I query a database and push the result out to the console and a file using two methods like this:
var result = from p in _db.Pages
join r in rank on p.PkId equals r.Key
orderby r.NumPages descending
select new KeyNameCount
{
PageID = p.PkId,
PageName = p.Name,
Count = r.NumPages
};
WriteFindingsToFile(result, parentId);
WriteFindingsToConsole(result, parentId);
IEnumerable<T>, not IQuerable<T> is used as parametertype for result when used as a parameter in the two method calls.
In both calls the result is iterated in a foreach. This leads to two identical calls against the database, one for each method.
I could refactor the two methods into one and only use one foreach, but that would fast become very hard to maintain (adding write to html, write to xml, etc.)

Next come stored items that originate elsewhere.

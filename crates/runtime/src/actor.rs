//! Actors, their items, and the recompute cycle across all of them.

use sohl_core::{
    BuildContext, DocumentRef, Itr, SohlAction, SohlEffect, SohlLogic, SohlMap, WorldClock,
    with_siblings,
};
use tracing::{debug, info, info_span};

use crate::data_model::SohlDataModel;
use crate::error::{HostError, Result, RuntimeError};
use crate::logging::PIPELINE_TARGET;
use crate::store::{DocumentStore, HostDocument};

/// An item document.
#[derive(Clone, Debug)]
pub struct SohlItem {
    data: SohlDataModel,
}

impl SohlItem {
    pub fn from_document(document: HostDocument, ctx: &mut BuildContext<'_>) -> Result<Self> {
        Ok(Self {
            data: SohlDataModel::from_document(document, ctx)?,
        })
    }

    pub fn id(&self) -> &str {
        &self.data.reference().id
    }

    pub fn name(&self) -> &str {
        &self.data.document().name
    }

    pub fn data(&self) -> &SohlDataModel {
        &self.data
    }

    pub fn data_mut(&mut self) -> &mut SohlDataModel {
        &mut self.data
    }

    pub fn logic(&self) -> &SohlLogic {
        self.data.logic()
    }

    /// Full cycle for an item outside any actor. Its own actions and effects
    /// are the only inputs and it has no siblings.
    pub fn prepare(&mut self, ctx: &mut BuildContext<'_>) -> Result<()> {
        self.data.prepare_base_data(ctx)?;
        let mut actions = SohlMap::new();
        let mut effects = SohlMap::new();
        collect(self.data.logic(), &mut actions, &mut effects);
        self.data.prepare_derived_data(&actions, &effects)
    }
}

/// An actor document and the items it owns.
///
/// Every base pass rebuilds flat collections over all logic nodes, actions
/// and effects found in the actor's tree and its items' trees. The flat
/// actions and effects feed every node's `process_actions` and
/// `process_effects`; the roots of all trees are each other's siblings.
#[derive(Clone, Debug)]
pub struct SohlActor {
    data: SohlDataModel,
    items: SohlMap<String, SohlItem>,
    logics: SohlMap<String, DocumentRef>,
    actions: SohlMap<String, SohlAction>,
    effects: SohlMap<String, SohlEffect>,
}

impl SohlActor {
    /// Loads the actor and its items from `store` and runs a full cycle.
    pub async fn load(
        store: &dyn DocumentStore,
        actor: &DocumentRef,
        ctx: &mut BuildContext<'_>,
    ) -> Result<Self> {
        let document = store
            .get(actor)
            .await?
            .ok_or_else(|| HostError::NotFound(actor.clone()))?;
        let items = store.owned_by(actor).await?;

        let mut actor = Self::from_documents(document, items, ctx)?;
        actor.prepare(ctx)?;
        Ok(actor)
    }

    /// Builds the actor without running the cycle.
    pub fn from_documents(
        document: HostDocument,
        items: impl IntoIterator<Item = HostDocument>,
        ctx: &mut BuildContext<'_>,
    ) -> Result<Self> {
        let data = SohlDataModel::from_document(document, ctx)?;
        let mut owned = SohlMap::new();
        for item in items {
            let item = SohlItem::from_document(item, ctx)?;
            owned.set(item.id().to_string(), item);
        }
        Ok(Self {
            data,
            items: owned,
            logics: SohlMap::new(),
            actions: SohlMap::new(),
            effects: SohlMap::new(),
        })
    }

    pub fn id(&self) -> &str {
        &self.data.reference().id
    }

    pub fn reference(&self) -> &DocumentRef {
        self.data.reference()
    }

    pub fn data(&self) -> &SohlDataModel {
        &self.data
    }

    pub fn data_mut(&mut self) -> &mut SohlDataModel {
        &mut self.data
    }

    pub fn items(&self) -> &SohlMap<String, SohlItem> {
        &self.items
    }

    pub fn item(&self, id: &str) -> Option<&SohlItem> {
        self.items.get(id)
    }

    pub fn item_mut(&mut self, id: &str) -> Option<&mut SohlItem> {
        self.items.get_mut(id)
    }

    /// Adds an item built elsewhere. No-op if the id is taken.
    pub fn add_item(&mut self, item: SohlItem) -> bool {
        self.items.insert_if_absent(item.id().to_string(), item)
    }

    pub fn remove_item(&mut self, id: &str) -> Option<SohlItem> {
        self.items.delete(id)
    }

    /// Data model of the actor (`document` is the actor) or of one of its
    /// items.
    pub fn data_model(&self, document: &DocumentRef) -> Option<&SohlDataModel> {
        if document == self.data.reference() {
            return Some(&self.data);
        }
        self.items.get(document.id.as_str()).map(SohlItem::data)
    }

    pub fn data_model_mut(&mut self, document: &DocumentRef) -> Option<&mut SohlDataModel> {
        if document == self.data.reference() {
            return Some(&mut self.data);
        }
        self.items
            .get_mut(document.id.as_str())
            .map(SohlItem::data_mut)
    }

    // ===== flat collections =====

    /// Every logic node of the actor and its items, with its owning document.
    pub fn logics(&self) -> Itr<impl Iterator<Item = (&String, &DocumentRef)>> {
        self.logics.entries()
    }

    /// Looks a logic node up by id anywhere in the actor.
    pub fn logic(&self, id: &str) -> Option<&SohlLogic> {
        let document = self.logics.get(id)?;
        self.data_model(document)?.logic().find(id)
    }

    pub fn actions(&self) -> &SohlMap<String, SohlAction> {
        &self.actions
    }

    pub fn effects(&self) -> &SohlMap<String, SohlEffect> {
        &self.effects
    }

    pub fn add_logic(&mut self, id: impl Into<String>, document: DocumentRef) -> bool {
        self.logics.insert_if_absent(id.into(), document)
    }

    pub fn add_action(&mut self, action: SohlAction) -> bool {
        self.actions.insert_if_absent(action.id().to_string(), action)
    }

    pub fn add_effect(&mut self, effect: SohlEffect) -> bool {
        self.effects.insert_if_absent(effect.id().to_string(), effect)
    }

    // ===== recompute cycle =====

    /// Runs one full cycle over the actor and its items.
    pub fn prepare(&mut self, ctx: &mut BuildContext<'_>) -> Result<()> {
        let span = info_span!(target: PIPELINE_TARGET, "prepare", actor = self.id());
        let _enter = span.enter();

        self.prepare_base_data(ctx)?;
        self.prepare_derived_data()?;

        info!(
            target: PIPELINE_TARGET,
            logics = self.logics.len(),
            actions = self.actions.len(),
            effects = self.effects.len(),
            items = self.items.len(),
            "cycle finalized"
        );
        Ok(())
    }

    /// Rebuilds every tree, prepares base data, and refills the flat
    /// collections.
    pub fn prepare_base_data(&mut self, ctx: &mut BuildContext<'_>) -> Result<()> {
        self.data.prepare_base_data(ctx)?;
        for item in self.items.values_mut() {
            item.data.prepare_base_data(ctx)?;
        }

        let mut logics = SohlMap::new();
        let mut actions = SohlMap::new();
        let mut effects = SohlMap::new();
        let models = std::iter::once(&self.data).chain(self.items.values().map(SohlItem::data));
        for model in models {
            index_logics(model.logic(), model.reference(), &mut logics);
            collect(model.logic(), &mut actions, &mut effects);
        }
        self.logics = logics;
        self.actions = actions;
        self.effects = effects;
        Ok(())
    }

    /// Effects, actions, siblings and post-processing, each phase across
    /// every tree before the next starts.
    pub fn prepare_derived_data(&mut self) -> Result<()> {
        let Self {
            data,
            items,
            actions,
            effects,
            ..
        } = self;

        let mut roots: Vec<&mut SohlLogic> = std::iter::once(data.logic_mut())
            .chain(items.values_mut().map(|item| item.data.logic_mut()))
            .collect();

        for root in roots.iter_mut() {
            root.process_effects(effects)?;
            root.process_actions(actions)?;
        }
        debug!(target: PIPELINE_TARGET, roots = roots.len(), "actions applied");

        with_siblings(&mut roots, |root, siblings| root.process_siblings(siblings))?;

        for root in roots.iter_mut() {
            root.post_process()?;
        }
        Ok(())
    }

    /// Removes expired effects from every tree. Returns the documents that
    /// changed and must be persisted.
    pub fn remove_expired_effects(&mut self, clock: &dyn WorldClock) -> Vec<DocumentRef> {
        let mut changed = Vec::new();
        let models = std::iter::once(&mut self.data)
            .chain(self.items.values_mut().map(|item| &mut item.data));
        for model in models {
            let removed = model.remove_expired_effects(clock);
            if removed.is_empty() {
                continue;
            }
            for effect in &removed {
                self.effects.delete(effect.id());
            }
            debug!(
                target: PIPELINE_TARGET,
                document = %model.reference(),
                removed = removed.len(),
                "expired effects removed"
            );
            changed.push(model.reference().clone());
        }
        changed
    }

    /// Finds the document whose tree holds logic node `id`.
    pub fn owner_of(&self, id: &str) -> Result<&DocumentRef> {
        self.logics
            .get(id)
            .ok_or_else(|| RuntimeError::UnknownLogic {
                document: self.data.reference().clone(),
                id: id.to_string(),
            })
    }
}

fn index_logics(
    logic: &SohlLogic,
    document: &DocumentRef,
    logics: &mut SohlMap<String, DocumentRef>,
) {
    logics.insert_if_absent(logic.id().to_string(), document.clone());
    for child in logic.logics().values() {
        index_logics(child, document, logics);
    }
}

fn collect(
    logic: &SohlLogic,
    actions: &mut SohlMap<String, SohlAction>,
    effects: &mut SohlMap<String, SohlEffect>,
) {
    for action in logic.actions().values() {
        actions.insert_if_absent(action.id().to_string(), action.clone());
    }
    for effect in logic.effects().values() {
        effects.insert_if_absent(effect.id().to_string(), effect.clone());
    }
    for child in logic.logics().values() {
        collect(child, actions, effects);
    }
}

I am pretty sure this is a farly common question, but using google has not made me any wiser, so I turn to you guys 🙂
Every time you access a LINQ query it will requery the database to refresh the data. To stop this happening use
.ToArray()or.ToList().e.g.
It’s important to understand that a raw LINQ query is run when it is used, not when it is written in the code (e.g. don’t dispose of your _db before then).

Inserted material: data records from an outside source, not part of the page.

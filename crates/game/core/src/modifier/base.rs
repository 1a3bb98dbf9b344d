//! Base value plus ordered deltas, folded into an effective value.

use std::borrow::Cow;
use std::fmt::Write as _;

use serde::Deserialize;
use serde_json::{Map, Value};

use super::delta::{DeltaInfo, DeltaValue, ValueDelta, ValueDeltaOperator};
use super::error::ModifierError;
use super::number_json;
use crate::base::{ClassMetadata, ClassTag, ParentRef, SohlBase};
use crate::config::SohlConfig;
use crate::i18n::MessageFormatter;

/// Handler that resolves custom deltas: `(running value, delta) -> new value`.
pub type CustomFn = fn(f64, &ValueDelta) -> f64;

/// Something that names a delta: a `(name, abbrev)` pair or a catalog entry.
pub trait DeltaKey {
    fn delta_name(&self) -> Cow<'_, str>;
    fn delta_abbrev(&self) -> Cow<'_, str>;
}

impl DeltaKey for (&str, &str) {
    fn delta_name(&self) -> Cow<'_, str> {
        Cow::Borrowed(self.0)
    }

    fn delta_abbrev(&self) -> Cow<'_, str> {
        Cow::Borrowed(self.1)
    }
}

impl DeltaKey for (String, String) {
    fn delta_name(&self) -> Cow<'_, str> {
        Cow::Borrowed(&self.0)
    }

    fn delta_abbrev(&self) -> Cow<'_, str> {
        Cow::Borrowed(&self.1)
    }
}

impl DeltaKey for DeltaInfo {
    fn delta_name(&self) -> Cow<'_, str> {
        Cow::Owned(DeltaInfo::delta_name(*self))
    }

    fn delta_abbrev(&self) -> Cow<'_, str> {
        Cow::Borrowed(self.abbrev())
    }
}

/// Argument of [`BaseModifier::set_disabled`].
#[derive(Clone, Debug, PartialEq, Eq)]
pub enum Disable {
    Flag(bool),
    Reason(String),
}

impl From<bool> for Disable {
    fn from(flag: bool) -> Self {
        Self::Flag(flag)
    }
}

impl From<&str> for Disable {
    fn from(reason: &str) -> Self {
        Self::Reason(reason.to_string())
    }
}

impl From<String> for Disable {
    fn from(reason: String) -> Self {
        Self::Reason(reason)
    }
}

#[derive(Debug, Default, Deserialize)]
#[serde(rename_all = "camelCase")]
struct ModifierData {
    #[serde(default)]
    disabled_reason: Option<String>,
    #[serde(default)]
    base_value: Option<f64>,
    #[serde(default)]
    deltas: Vec<ValueDelta>,
}

/// Base value, disabled state and ordered deltas.
///
/// The effective value and display abbreviation are recomputed after every
/// mutation, so reads are always current.
///
/// Invariants:
/// - at most one `Override` delta exists;
/// - abbreviations are unique;
/// - a custom delta only exists while a custom handler is configured.
#[derive(Clone, Debug)]
pub struct BaseModifier {
    tag: ClassTag,
    parent: ParentRef,
    disabled_reason: Option<String>,
    base_value: Option<f64>,
    custom_function: Option<CustomFn>,
    deltas: Vec<ValueDelta>,
    effective: f64,
    abbrev: String,
}

impl BaseModifier {
    pub fn new(parent: ParentRef) -> Self {
        Self::with_metadata(&Self::METADATA, parent)
    }

    pub(crate) fn with_metadata(metadata: &ClassMetadata, parent: ParentRef) -> Self {
        let mut modifier = Self {
            tag: metadata.tag(),
            parent,
            disabled_reason: None,
            base_value: None,
            custom_function: None,
            deltas: Vec::new(),
            effective: 0.0,
            abbrev: String::new(),
        };
        modifier.recompute();
        modifier
    }

    /// Rebuilds a modifier from its persisted form.
    pub(crate) fn decode(
        data: &Value,
        parent: Option<ParentRef>,
        metadata: &ClassMetadata,
        custom_function: Option<CustomFn>,
    ) -> Result<Self, ModifierError> {
        let parent = parent.ok_or(ModifierError::MissingParent)?;
        let decoded = ModifierData::deserialize(data)
            .map_err(|e| ModifierError::Decode(e.to_string()))?;

        if let Some(base) = decoded.base_value {
            check_finite(base)?;
        }
        if custom_function.is_none() {
            if let Some(custom) = decoded
                .deltas
                .iter()
                .find(|d| d.op() == ValueDeltaOperator::Custom)
            {
                return Err(ModifierError::NoCustomHandler {
                    abbrev: custom.abbrev().to_string(),
                });
            }
        }

        let mut modifier = Self {
            tag: ClassTag::from_value(data, metadata),
            parent,
            disabled_reason: decoded.disabled_reason.filter(|r| !r.is_empty()),
            base_value: decoded.base_value,
            custom_function,
            deltas: decoded.deltas,
            effective: 0.0,
            abbrev: String::new(),
        };
        modifier.recompute();
        Ok(modifier)
    }

    // ===== derived readers =====

    pub fn effective(&self) -> f64 {
        self.effective
    }

    /// `effective - base`.
    pub fn modifier(&self) -> f64 {
        self.effective - self.base()
    }

    /// Stepped bonus index: `base / 10`, truncated toward zero.
    pub fn index(&self) -> i64 {
        (self.base() / 10.0).trunc() as i64
    }

    /// Display abbreviation, e.g. `"AB +3, XY \u{00d7}2"`.
    pub fn abbrev(&self) -> &str {
        &self.abbrev
    }

    pub fn is_empty(&self) -> bool {
        self.deltas.is_empty()
    }

    pub fn deltas(&self) -> &[ValueDelta] {
        &self.deltas
    }

    // ===== base value =====

    pub fn base(&self) -> f64 {
        self.base_value.unwrap_or(0.0)
    }

    pub fn has_base(&self) -> bool {
        self.base_value.is_some()
    }

    pub fn set_base(&mut self, value: Option<f64>) -> Result<&mut Self, ModifierError> {
        if let Some(v) = value {
            check_finite(v)?;
        }
        self.base_value = value;
        self.recompute();
        Ok(self)
    }

    // ===== disabled state =====

    /// Disabled reason, or `""` when enabled.
    pub fn disabled(&self) -> &str {
        self.disabled_reason.as_deref().unwrap_or("")
    }

    pub fn is_disabled(&self) -> bool {
        self.disabled_reason.is_some()
    }

    /// `true` or a non-empty reason disables; `false` or `""` re-enables.
    ///
    /// Disabling does not change the effective value, only how the modifier
    /// renders.
    pub fn set_disabled(&mut self, state: impl Into<Disable>) -> &mut Self {
        self.disabled_reason = match state.into() {
            Disable::Flag(true) => Some(SohlConfig::DISABLED_REASON.to_string()),
            Disable::Flag(false) => None,
            Disable::Reason(reason) if reason.is_empty() => None,
            Disable::Reason(reason) => Some(reason),
        };
        self.recompute();
        self
    }

    // ===== custom handler =====

    pub fn custom_function(&self) -> Option<CustomFn> {
        self.custom_function
    }

    /// Installs or removes the custom handler.
    ///
    /// Removing it while custom deltas exist fails with `NoCustomHandler`.
    pub fn set_custom_function(&mut self, f: Option<CustomFn>) -> Result<&mut Self, ModifierError> {
        if f.is_none() {
            if let Some(custom) = self
                .deltas
                .iter()
                .find(|d| d.op() == ValueDeltaOperator::Custom)
            {
                return Err(ModifierError::NoCustomHandler {
                    abbrev: custom.abbrev().to_string(),
                });
            }
        }
        self.custom_function = f;
        self.recompute();
        Ok(self)
    }

    // ===== mutations =====

    pub fn add(&mut self, key: impl DeltaKey, value: f64) -> Result<&mut Self, ModifierError> {
        check_finite(value)?;
        self.oper(&key, DeltaValue::Number(value), ValueDeltaOperator::Add)
    }

    pub fn multiply(&mut self, key: impl DeltaKey, value: f64) -> Result<&mut Self, ModifierError> {
        check_finite(value)?;
        self.oper(&key, DeltaValue::Number(value), ValueDeltaOperator::Multiply)
    }

    /// Overrides the value. A flag value instead records a custom delta,
    /// which requires a custom handler.
    pub fn set(
        &mut self,
        key: impl DeltaKey,
        value: impl Into<DeltaValue>,
    ) -> Result<&mut Self, ModifierError> {
        match value.into() {
            DeltaValue::Number(n) => {
                check_finite(n)?;
                self.oper(&key, DeltaValue::Number(n), ValueDeltaOperator::Override)
            }
            flag @ DeltaValue::Flag(_) => self.oper(&key, flag, ValueDeltaOperator::Custom),
        }
    }

    /// Caps the value at `value` (`Upgrade`).
    pub fn floor(&mut self, key: impl DeltaKey, value: f64) -> Result<&mut Self, ModifierError> {
        check_finite(value)?;
        self.oper(&key, DeltaValue::Number(value), ValueDeltaOperator::Upgrade)
    }

    /// Keeps the value at or above `value` (`Downgrade`).
    pub fn ceiling(&mut self, key: impl DeltaKey, value: f64) -> Result<&mut Self, ModifierError> {
        check_finite(value)?;
        self.oper(&key, DeltaValue::Number(value), ValueDeltaOperator::Downgrade)
    }

    fn oper(
        &mut self,
        key: &dyn DeltaKey,
        value: DeltaValue,
        op: ValueDeltaOperator,
    ) -> Result<&mut Self, ModifierError> {
        let name = key.delta_name();
        let abbrev = key.delta_abbrev();
        if !name.starts_with(SohlConfig::NAMESPACE_PREFIX) {
            return Err(ModifierError::InvalidModifierName {
                name: name.into_owned(),
            });
        }
        if op == ValueDeltaOperator::Custom && self.custom_function.is_none() {
            return Err(ModifierError::NoCustomHandler {
                abbrev: abbrev.into_owned(),
            });
        }
        let delta = ValueDelta::new(name.into_owned(), abbrev.into_owned(), op, value)?;

        let existing_override = self
            .deltas
            .iter()
            .find(|d| d.op() == ValueDeltaOperator::Override)
            .map(ValueDelta::number);
        match existing_override {
            // A zero override locks the modifier; a non-zero one yields only
            // to a newer override.
            Some(current) => {
                if op == ValueDeltaOperator::Override && current != 0.0 {
                    self.deltas = vec![delta];
                }
            }
            None => {
                self.deltas.retain(|d| d.abbrev() != delta.abbrev());
                self.deltas.push(delta);
            }
        }
        self.recompute();
        Ok(self)
    }

    // ===== lookup by abbreviation =====

    pub fn get(&self, abbrev: &str) -> Option<&ValueDelta> {
        if abbrev.is_empty() {
            return None;
        }
        self.deltas.iter().find(|d| d.abbrev() == abbrev)
    }

    pub fn has(&self, abbrev: &str) -> bool {
        self.get(abbrev).is_some()
    }

    /// Removes the delta with `abbrev`. Returns whether one was removed.
    pub fn delete(&mut self, abbrev: &str) -> bool {
        if abbrev.is_empty() {
            return false;
        }
        let before = self.deltas.len();
        self.deltas.retain(|d| d.abbrev() != abbrev);
        let removed = self.deltas.len() != before;
        if removed {
            self.recompute();
        }
        removed
    }

    // ===== rendering =====

    /// HTML fragment listing every delta, or `""` while disabled.
    pub fn chat_html(&self, formatter: &dyn MessageFormatter) -> String {
        if self.is_disabled() {
            return String::new();
        }
        let mut html = String::from("<div class=\"adjustment\">");
        let _ = write!(
            html,
            "<div class=\"flexrow\"><span class=\"label adj-name\">{}</span><span class=\"label adj-value\">{}</span></div>",
            formatter.format("SOHL.BaseModifier.Adjustment"),
            formatter.format("SOHL.BaseModifier.Value"),
        );
        for delta in &self.deltas {
            let _ = write!(
                html,
                "<div class=\"flexrow\"><span class=\"adj-name\">{}</span><span class=\"adj-value\">{}</span></div>",
                formatter.format(delta.name()),
                chat_value(delta),
            );
        }
        html.push_str("</div>");
        html
    }

    // ===== recompute =====

    fn recompute(&mut self) {
        let custom = self.custom_function;
        self.effective = self
            .deltas
            .iter()
            .fold(self.base(), |running, delta| match delta.op() {
                ValueDeltaOperator::Custom => match custom {
                    Some(handler) => handler(running, delta),
                    None => running,
                },
                _ => delta.apply(running).unwrap_or(running),
            });
        self.abbrev = self.calc_abbrev();
    }

    fn calc_abbrev(&self) -> String {
        if self.is_disabled() {
            return DeltaInfo::Disabled.abbrev().to_string();
        }
        let parts: Vec<String> = self
            .deltas
            .iter()
            .filter_map(|d| {
                let n = d.number();
                let abbrev = d.abbrev();
                match d.op() {
                    ValueDeltaOperator::Add if n > 0.0 => Some(format!("{abbrev} +{n}")),
                    ValueDeltaOperator::Add => Some(format!("{abbrev} {n}")),
                    ValueDeltaOperator::Override => Some(format!("{abbrev} ={n}")),
                    ValueDeltaOperator::Custom => {
                        (d.value() == DeltaValue::Flag(true)).then(|| abbrev.to_string())
                    }
                    op => Some(format!("{abbrev} {}{n}", op.symbol())),
                }
            })
            .collect();
        parts.join(", ")
    }

    pub(crate) fn write_json(&self, object: &mut Map<String, Value>) {
        self.tag.write_into(object);
        object.insert(
            "disabledReason".into(),
            Value::String(self.disabled().to_string()),
        );
        if let Some(base) = self.base_value {
            object.insert("baseValue".into(), number_json(base));
        }
        object.insert(
            "deltas".into(),
            Value::Array(
                self.deltas
                    .iter()
                    .map(|d| serde_json::to_value(d).unwrap_or(Value::Null))
                    .collect(),
            ),
        );
    }
}

fn check_finite(value: f64) -> Result<(), ModifierError> {
    if value.is_finite() {
        Ok(())
    } else {
        Err(ModifierError::NonNumericValue {
            value: value.to_string(),
        })
    }
}

fn chat_value(delta: &ValueDelta) -> String {
    match delta.op() {
        ValueDeltaOperator::Add if delta.number() >= 0.0 => format!("+{}", delta.number()),
        ValueDeltaOperator::Add => delta.number().to_string(),
        op => format!("{}{}", op.symbol(), delta.value()),
    }
}

impl SohlBase for BaseModifier {
    const METADATA: ClassMetadata = ClassMetadata::new("BaseModifier");

    fn tag(&self) -> &ClassTag {
        &self.tag
    }

    fn parent(&self) -> Option<&ParentRef> {
        Some(&self.parent)
    }

    fn to_json(&self) -> Value {
        let mut object = Map::new();
        self.write_json(&mut object);
        Value::Object(object)
    }
}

It can be surprising when you realise how it really works. This allows method chaining and later modification of the query to be reflected in the final query run on the DB. It is important to always keep in mind as it can cause run-time bugs that will not be caught at compile time, usually because the DB connection is closed before the list is used, as you are passing around what appear to be a simple IEnumerable.
EDIT: Changed to remove my opinion and reflect the discussion in the comments. Personally I think the compiler should assume that the end result of chained queries is immediately run unless you explicitly say that it’ll be further modified later. Just to avoid the run-time bugs it inevitably causes.